WHAT YOU NEED TO DO >> I need only the number of lines in this data that contain the string "StoreConsistency".

EXERCISE INPUT >>
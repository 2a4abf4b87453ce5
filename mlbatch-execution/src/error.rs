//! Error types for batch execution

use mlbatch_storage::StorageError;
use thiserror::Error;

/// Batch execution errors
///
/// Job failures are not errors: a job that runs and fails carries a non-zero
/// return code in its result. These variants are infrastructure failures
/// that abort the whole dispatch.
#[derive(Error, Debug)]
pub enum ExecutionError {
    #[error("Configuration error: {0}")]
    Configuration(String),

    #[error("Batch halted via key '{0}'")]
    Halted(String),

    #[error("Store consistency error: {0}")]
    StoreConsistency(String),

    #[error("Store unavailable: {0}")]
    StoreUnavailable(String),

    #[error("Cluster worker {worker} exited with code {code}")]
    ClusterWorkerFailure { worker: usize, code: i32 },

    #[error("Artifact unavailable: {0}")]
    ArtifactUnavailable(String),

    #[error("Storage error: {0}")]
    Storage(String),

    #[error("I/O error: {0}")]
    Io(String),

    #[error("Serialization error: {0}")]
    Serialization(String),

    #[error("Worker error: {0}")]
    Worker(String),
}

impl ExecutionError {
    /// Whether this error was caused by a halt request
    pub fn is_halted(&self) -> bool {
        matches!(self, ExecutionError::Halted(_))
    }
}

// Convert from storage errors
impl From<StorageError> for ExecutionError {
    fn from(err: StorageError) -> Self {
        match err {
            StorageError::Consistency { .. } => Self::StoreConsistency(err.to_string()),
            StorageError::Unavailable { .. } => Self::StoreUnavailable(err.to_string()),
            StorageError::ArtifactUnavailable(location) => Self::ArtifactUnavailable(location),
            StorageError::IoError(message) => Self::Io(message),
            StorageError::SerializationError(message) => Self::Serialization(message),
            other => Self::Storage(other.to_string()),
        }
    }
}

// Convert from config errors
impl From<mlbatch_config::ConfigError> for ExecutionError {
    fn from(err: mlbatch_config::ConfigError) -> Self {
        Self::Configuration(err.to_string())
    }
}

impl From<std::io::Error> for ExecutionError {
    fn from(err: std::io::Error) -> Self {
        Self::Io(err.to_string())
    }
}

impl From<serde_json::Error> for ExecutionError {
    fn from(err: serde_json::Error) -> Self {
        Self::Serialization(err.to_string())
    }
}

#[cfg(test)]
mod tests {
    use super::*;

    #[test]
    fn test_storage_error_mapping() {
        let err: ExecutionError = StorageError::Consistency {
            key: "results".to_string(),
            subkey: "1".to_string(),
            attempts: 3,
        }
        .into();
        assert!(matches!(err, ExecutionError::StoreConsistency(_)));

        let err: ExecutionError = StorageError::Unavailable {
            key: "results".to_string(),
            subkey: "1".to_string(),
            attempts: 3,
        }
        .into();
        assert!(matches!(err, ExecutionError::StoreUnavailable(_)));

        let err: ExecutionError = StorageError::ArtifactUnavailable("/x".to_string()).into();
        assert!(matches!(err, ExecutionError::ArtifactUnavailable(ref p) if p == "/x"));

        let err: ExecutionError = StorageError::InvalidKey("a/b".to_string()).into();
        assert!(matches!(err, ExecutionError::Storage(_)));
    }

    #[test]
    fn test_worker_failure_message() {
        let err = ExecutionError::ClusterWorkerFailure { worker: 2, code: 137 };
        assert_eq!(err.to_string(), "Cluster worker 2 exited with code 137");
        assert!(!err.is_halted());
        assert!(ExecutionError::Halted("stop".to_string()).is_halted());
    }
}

...

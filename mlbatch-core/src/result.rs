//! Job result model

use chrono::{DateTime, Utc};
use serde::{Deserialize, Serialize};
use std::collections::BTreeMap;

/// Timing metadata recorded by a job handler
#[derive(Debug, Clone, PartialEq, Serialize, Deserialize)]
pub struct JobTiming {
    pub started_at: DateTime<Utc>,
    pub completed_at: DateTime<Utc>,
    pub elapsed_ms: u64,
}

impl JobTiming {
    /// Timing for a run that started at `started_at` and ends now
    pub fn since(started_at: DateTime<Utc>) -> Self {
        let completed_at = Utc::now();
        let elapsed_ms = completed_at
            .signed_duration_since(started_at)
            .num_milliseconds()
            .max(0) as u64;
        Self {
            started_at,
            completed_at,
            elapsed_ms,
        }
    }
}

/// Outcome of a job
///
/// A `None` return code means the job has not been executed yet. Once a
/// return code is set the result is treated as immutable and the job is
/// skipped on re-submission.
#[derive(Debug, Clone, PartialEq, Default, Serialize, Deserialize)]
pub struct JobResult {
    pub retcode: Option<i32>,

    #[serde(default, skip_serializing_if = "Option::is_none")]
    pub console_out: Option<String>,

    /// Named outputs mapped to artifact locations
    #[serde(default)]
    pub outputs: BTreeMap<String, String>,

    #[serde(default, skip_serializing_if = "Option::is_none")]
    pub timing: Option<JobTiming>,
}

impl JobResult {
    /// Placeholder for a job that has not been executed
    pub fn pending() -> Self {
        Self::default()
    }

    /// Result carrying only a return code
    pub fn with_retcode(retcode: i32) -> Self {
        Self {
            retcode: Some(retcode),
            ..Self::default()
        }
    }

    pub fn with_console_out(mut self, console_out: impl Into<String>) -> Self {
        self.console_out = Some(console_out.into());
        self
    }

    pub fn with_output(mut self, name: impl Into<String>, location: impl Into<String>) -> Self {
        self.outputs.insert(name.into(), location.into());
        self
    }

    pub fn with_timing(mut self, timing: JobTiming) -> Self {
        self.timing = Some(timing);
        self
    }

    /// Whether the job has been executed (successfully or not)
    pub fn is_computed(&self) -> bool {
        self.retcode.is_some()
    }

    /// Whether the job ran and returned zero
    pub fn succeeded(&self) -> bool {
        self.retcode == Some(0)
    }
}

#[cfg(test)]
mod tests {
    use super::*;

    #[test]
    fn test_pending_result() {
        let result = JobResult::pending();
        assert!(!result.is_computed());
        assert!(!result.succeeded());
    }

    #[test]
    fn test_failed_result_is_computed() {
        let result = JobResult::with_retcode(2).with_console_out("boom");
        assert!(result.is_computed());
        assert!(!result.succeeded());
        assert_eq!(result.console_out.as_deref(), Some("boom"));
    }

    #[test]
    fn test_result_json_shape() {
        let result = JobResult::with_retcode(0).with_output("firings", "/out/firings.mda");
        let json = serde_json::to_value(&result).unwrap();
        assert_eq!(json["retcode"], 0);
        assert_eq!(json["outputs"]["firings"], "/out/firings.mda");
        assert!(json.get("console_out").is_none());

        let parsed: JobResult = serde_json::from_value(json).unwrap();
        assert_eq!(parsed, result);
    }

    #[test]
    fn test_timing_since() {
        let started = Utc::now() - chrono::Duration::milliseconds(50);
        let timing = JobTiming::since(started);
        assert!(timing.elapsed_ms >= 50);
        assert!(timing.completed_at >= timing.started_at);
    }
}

OUTPUT >> 3